We’re still missing out on vital cultural depictions of the Reverse Underground Railroad, the criminal network of human traffickers and slave traders who stole away tens of thousands of free African Americans from the Northern states to sell them into slavery in the Deep South. Without that half of the story, we can’t possibly understand what life was like in the North for ostensibly free black people — and how tenuous their liberation could be.
The free black people these traffickers kidnapped could fetch up to $15,000 in today’s economy in Louisiana, Mississippi and Alabama. The settlers swarming into that region required a nearly bottomless supply of forced labor to cut sugar cane and pick cotton. But Congress had outlawed the transatlantic slave trade in 1808, and the legal interstate trafficking of enslaved people within the United States had not been able to keep up with ever-rising demand. The more that new planters were willing to pay, the more tempting and profitable it became for anyone sufficiently cold-blooded to try to abduct free people from Northern cities, smuggle them into the legal supply chain, and sell them in this vast new slave market.

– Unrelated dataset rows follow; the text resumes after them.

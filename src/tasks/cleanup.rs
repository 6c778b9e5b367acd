//! TTL Cleanup Task
//!
//! Background task that periodically removes expired cache entries.

use std::fmt::Debug;
use std::hash::Hash;
use std::time::Duration;

use tokio::task::JoinHandle;
use tracing::{debug, info};

use crate::coordinator::Coordinator;

/// Spawns a background task that periodically purges expired entries.
///
/// Expired entries are already treated as absent on read; the sweep only
/// returns their capacity early. The task runs until aborted.
///
/// # Arguments
/// * `coordinator` - Handle to the coordinator to sweep
/// * `interval` - Time between sweeps
///
/// # Returns
/// A JoinHandle for the spawned task, which can be used to abort the task
/// during shutdown.
///
/// # Example
/// ```ignore
/// let coordinator = Coordinator::new(Config::default())?;
/// let cleanup_handle = spawn_cleanup_task(coordinator.clone(), Duration::from_secs(1));
/// // Later, during shutdown:
/// cleanup_handle.abort();
/// ```
pub fn spawn_cleanup_task<K, V>(coordinator: Coordinator<K, V>, interval: Duration) -> JoinHandle<()>
where
    K: Hash + Eq + Clone + Debug + Send + Sync + 'static,
    V: Clone + Send + Sync + 'static,
{
    tokio::spawn(async move {
        info!("Starting TTL cleanup task with interval of {:?}", interval);

        loop {
            tokio::time::sleep(interval).await;

            let removed = coordinator.cleanup_expired();

            if removed > 0 {
                info!("TTL cleanup: removed {} expired entries", removed);
            } else {
                debug!("TTL cleanup: no expired entries found");
            }
        }
    })
}
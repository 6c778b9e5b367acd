//! Background Tasks Module
//!
//! Contains background tasks that run periodically alongside a coordinator.
//!
//! # Tasks
//! - TTL Cleanup: Removes expired cache entries at configured intervals

mod cleanup;

pub use cleanup::spawn_cleanup_task;
//! Clock Module
//!
//! Monotonic time sources used by expiration and rate limiting.

use std::fmt::Debug;
use std::time::{Duration, Instant};

use parking_lot::Mutex;

// == Clock Trait ==
/// A source of monotonic time.
pub trait Clock: Debug + Send + Sync + 'static {
    /// Returns the current instant.
    fn now(&self) -> Instant;
}

// == System Clock ==
/// Clock backed by [`Instant::now`].
#[derive(Debug, Default, Clone, Copy)]
pub struct SystemClock;

impl Clock for SystemClock {
    fn now(&self) -> Instant {
        Instant::now()
    }
}

// == Manual Clock ==
/// Clock that only moves when told to.
///
/// Intended for tests that need deterministic expiration and refill.
#[derive(Debug)]
pub struct ManualClock {
    origin: Instant,
    offset: Mutex<Duration>,
}

impl ManualClock {
    /// Creates a clock frozen at the moment of construction.
    pub fn new() -> Self {
        Self {
            origin: Instant::now(),
            offset: Mutex::new(Duration::ZERO),
        }
    }

    /// Moves the clock forward.
    pub fn advance(&self, by: Duration) {
        *self.offset.lock() += by;
    }

    /// Time elapsed since construction, as seen by this clock.
    pub fn elapsed(&self) -> Duration {
        *self.offset.lock()
    }
}

impl Default for ManualClock {
    fn default() -> Self {
        Self::new()
    }
}

impl Clock for ManualClock {
    fn now(&self) -> Instant {
        self.origin + *self.offset.lock()
    }
}

#[cfg(test)]
mod tests {
    use super::*;

    #[test]
    fn test_manual_clock_frozen() {
        let clock = ManualClock::new();
        let a = clock.now();
        std::thread::sleep(Duration::from_millis(5));
        assert_eq!(clock.now(), a);
    }

    #[test]
    fn test_manual_clock_advance() {
        let clock = ManualClock::new();
        let start = clock.now();
        clock.advance(Duration::from_secs(3));
        clock.advance(Duration::from_millis(500));
        assert_eq!(clock.now() - start, Duration::from_millis(3500));
        assert_eq!(clock.elapsed(), Duration::from_millis(3500));
    }

    #[test]
    fn test_system_clock_monotonic() {
        let clock = SystemClock;
        let a = clock.now();
        let b = clock.now();
        assert!(b >= a);
    }
}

These incentives left the North’s large and dynamic black communities dangerously exposed. Free black men, women and children went about their business, keenly aware that the threat of abduction and coerced migration into slavery lay around every corner.
Although it’s true that the most famous rider on this Reverse Underground Railroad — Solomon Northup — recently received the Hollywood treatment in Steve McQueen’s 2013 adaptation of his memoir, “Twelve Years a Slave,” Northup’s experiences were far from typical.

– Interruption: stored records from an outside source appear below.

//! Concurrency Gate Module
//!
//! Bounds how many loads run at once, admitting queued callers in FIFO order.

use std::sync::Arc;
use std::time::Duration;

use tokio::sync::{OwnedSemaphorePermit, Semaphore};

use crate::error::{CacheError, Result};

// == Concurrency Gate ==
/// Bounded parallelism built on a fair [`Semaphore`].
///
/// Callers that find every slot taken wait in arrival order; a released slot
/// always goes to the longest waiting caller. Waiting never fails, it only
/// delays, unless the caller brings its own deadline.
#[derive(Debug, Clone)]
pub struct ConcurrencyGate {
    semaphore: Arc<Semaphore>,
    max_in_flight: usize,
}

/// A held slot; dropping it releases the slot.
#[derive(Debug)]
pub struct ConcurrencyPermit {
    _permit: OwnedSemaphorePermit,
}

impl ConcurrencyGate {
    pub fn new(max_in_flight: usize) -> Self {
        Self {
            semaphore: Arc::new(Semaphore::new(max_in_flight)),
            max_in_flight,
        }
    }

    // == Acquire ==
    /// Waits for a free slot.
    pub async fn acquire(&self) -> Result<ConcurrencyPermit> {
        self.semaphore
            .clone()
            .acquire_owned()
            .await
            .map(|permit| ConcurrencyPermit { _permit: permit })
            .map_err(|_| CacheError::Internal("concurrency gate closed".to_string()))
    }

    // == Acquire With Deadline ==
    /// Waits for a free slot for at most `timeout`.
    ///
    /// On expiry the caller leaves the queue without disturbing the others.
    pub async fn acquire_timeout(&self, timeout: Duration) -> Result<ConcurrencyPermit> {
        tokio::time::timeout(timeout, self.acquire())
            .await
            .map_err(|_| CacheError::Timeout)?
    }

    /// Takes a slot only if one is free right now.
    pub fn try_acquire(&self) -> Option<ConcurrencyPermit> {
        self.semaphore
            .clone()
            .try_acquire_owned()
            .ok()
            .map(|permit| ConcurrencyPermit { _permit: permit })
    }

    /// Number of slots currently held.
    pub fn in_flight(&self) -> usize {
        self.max_in_flight
            .saturating_sub(self.semaphore.available_permits())
    }

    pub fn max_in_flight(&self) -> usize {
        self.max_in_flight
    }
}
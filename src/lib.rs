//! Herd Cache - An in-memory get-or-load coordinator
//!
//! Caches loaded values with LRU and TTL eviction, lets concurrent callers for
//! the same missing key share one load, and bounds how fast and how many loads
//! may run.

pub mod cache;
pub mod clock;
pub mod coalesce;
pub mod config;
pub mod coordinator;
pub mod error;
pub mod gate;
pub mod tasks;

pub use clock::{Clock, ManualClock, SystemClock};
pub use config::{Config, RateLimit, RateLimitPolicy};
pub use coordinator::{Coordinator, CoordinatorBuilder, CoordinatorStats};
pub use error::{CacheError, Result};
pub use tasks::spawn_cleanup_task;
//! Coordinator Statistics
//!
//! Snapshot of cache and load counters.

use serde::Serialize;

use crate::cache::CacheStats;

/// Load-side counters, kept next to the store under the coordinator lock.
#[derive(Debug, Clone, Default)]
pub(crate) struct LoadCounters {
    pub loads: u64,
    pub load_failures: u64,
    pub coalesced: u64,
    pub rate_limited: u64,
    pub timeouts: u64,
}

// == Coordinator Stats ==
/// Point-in-time view of a coordinator.
#[derive(Debug, Clone, Serialize)]
pub struct CoordinatorStats {
    /// Store counters and occupancy
    #[serde(flatten)]
    pub cache: CacheStats,
    /// hits / (hits + misses)
    pub hit_rate: f64,
    /// Loads that produced a value
    pub loads: u64,
    /// Loads that failed, or died before settling
    pub load_failures: u64,
    /// Calls that joined a load started by another caller
    pub coalesced: u64,
    /// Calls rejected by the rate limiter
    pub rate_limited: u64,
    /// Calls that gave up waiting
    pub timeouts: u64,
    /// Keys with a load in flight
    pub pending: usize,
    /// Loads holding a concurrency slot, when a limit is configured
    pub in_flight: Option<usize>,
    /// RFC 3339 capture time
    pub captured_at: String,
}

impl CoordinatorStats {
    pub(crate) fn new(
        cache: CacheStats,
        counters: &LoadCounters,
        pending: usize,
        in_flight: Option<usize>,
    ) -> Self {
        Self {
            hit_rate: cache.hit_rate(),
            cache,
            loads: counters.loads,
            load_failures: counters.load_failures,
            coalesced: counters.coalesced,
            rate_limited: counters.rate_limited,
            timeouts: counters.timeouts,
            pending,
            in_flight,
            captured_at: chrono::Utc::now().to_rfc3339(),
        }
    }
}
//! Cache Module
//!
//! Provides in-memory caching with weighted LRU eviction and TTL expiration.

mod entry;
mod lru;
mod stats;
mod store;


// Re-export public types
pub use entry::CacheEntry;
pub use lru::LruTracker;
pub use stats::CacheStats;
pub use store::CacheStore;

Most kidnappings were committed not by smartly dressed con artists, but by poorer people. These human traffickers generally avoided approaching highly literate, middle-age men such as Northup, preferring instead to lure away poor street children who could not read or write, boys and girls they hoped would be easier to dupe and control. Their prisoners rarely ended up in showrooms or on the auction block; rather, they were generally sold off in ones and twos on dusty roads and driveways deep in the Southern interior.

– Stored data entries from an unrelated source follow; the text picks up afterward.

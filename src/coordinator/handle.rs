//! Coordinator Handle
//!
//! Composes the cache store, the request coalescer and the admission gates
//! behind a single get-or-load operation.

use std::fmt::{self, Debug};
use std::future::Future;
use std::hash::Hash;
use std::sync::Arc;
use std::time::Duration;

use parking_lot::Mutex;
use tracing::{debug, trace, warn};

use crate::cache::CacheStore;
use crate::clock::{Clock, SystemClock};
use crate::coalesce::{
    wait_for, PendingChannel, PendingSender, RegistrationId, RequestCoalescer,
};
use crate::config::{Config, RateLimitPolicy};
use crate::coordinator::stats::{CoordinatorStats, LoadCounters};
use crate::error::{CacheError, Result};
use crate::gate::{AdmissionQueue, ConcurrencyGate, ConcurrencyPermit, RateLimiter, Ticket};

/// Computes the capacity cost of a loaded value.
pub type Weigher<K, V> = Arc<dyn Fn(&K, &V) -> u64 + Send + Sync>;

enum Lookup<K: Hash + Eq + Debug, V: Clone> {
    Hit(V),
    Wait(Waiter<K, V>),
}

/// Everything mutated by more than one caller. Guarded by one lock.
struct State<K, V> {
    store: CacheStore<K, V>,
    pending: RequestCoalescer<K, V>,
    counters: LoadCounters,
}

struct Inner<K, V> {
    state: Mutex<State<K, V>>,
    clock: Arc<dyn Clock>,
    limiter: Option<RateLimiter>,
    gate: Option<ConcurrencyGate>,
    admission: AdmissionQueue,
    weigher: Weigher<K, V>,
    config: Config,
}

This is almost exactly what happened to 10-year-old Cornelius Sinclair, one of five free black boys kidnapped from central Philadelphia over a single day in August 1825. His captors hustled him onto a ship just outside the city. They warehoused him for a time in a pair of safe houses on the Delmarva Peninsula. Then they marched him and four other boys to the Deep South — a journey of 2 million steps — to be sold as slaves.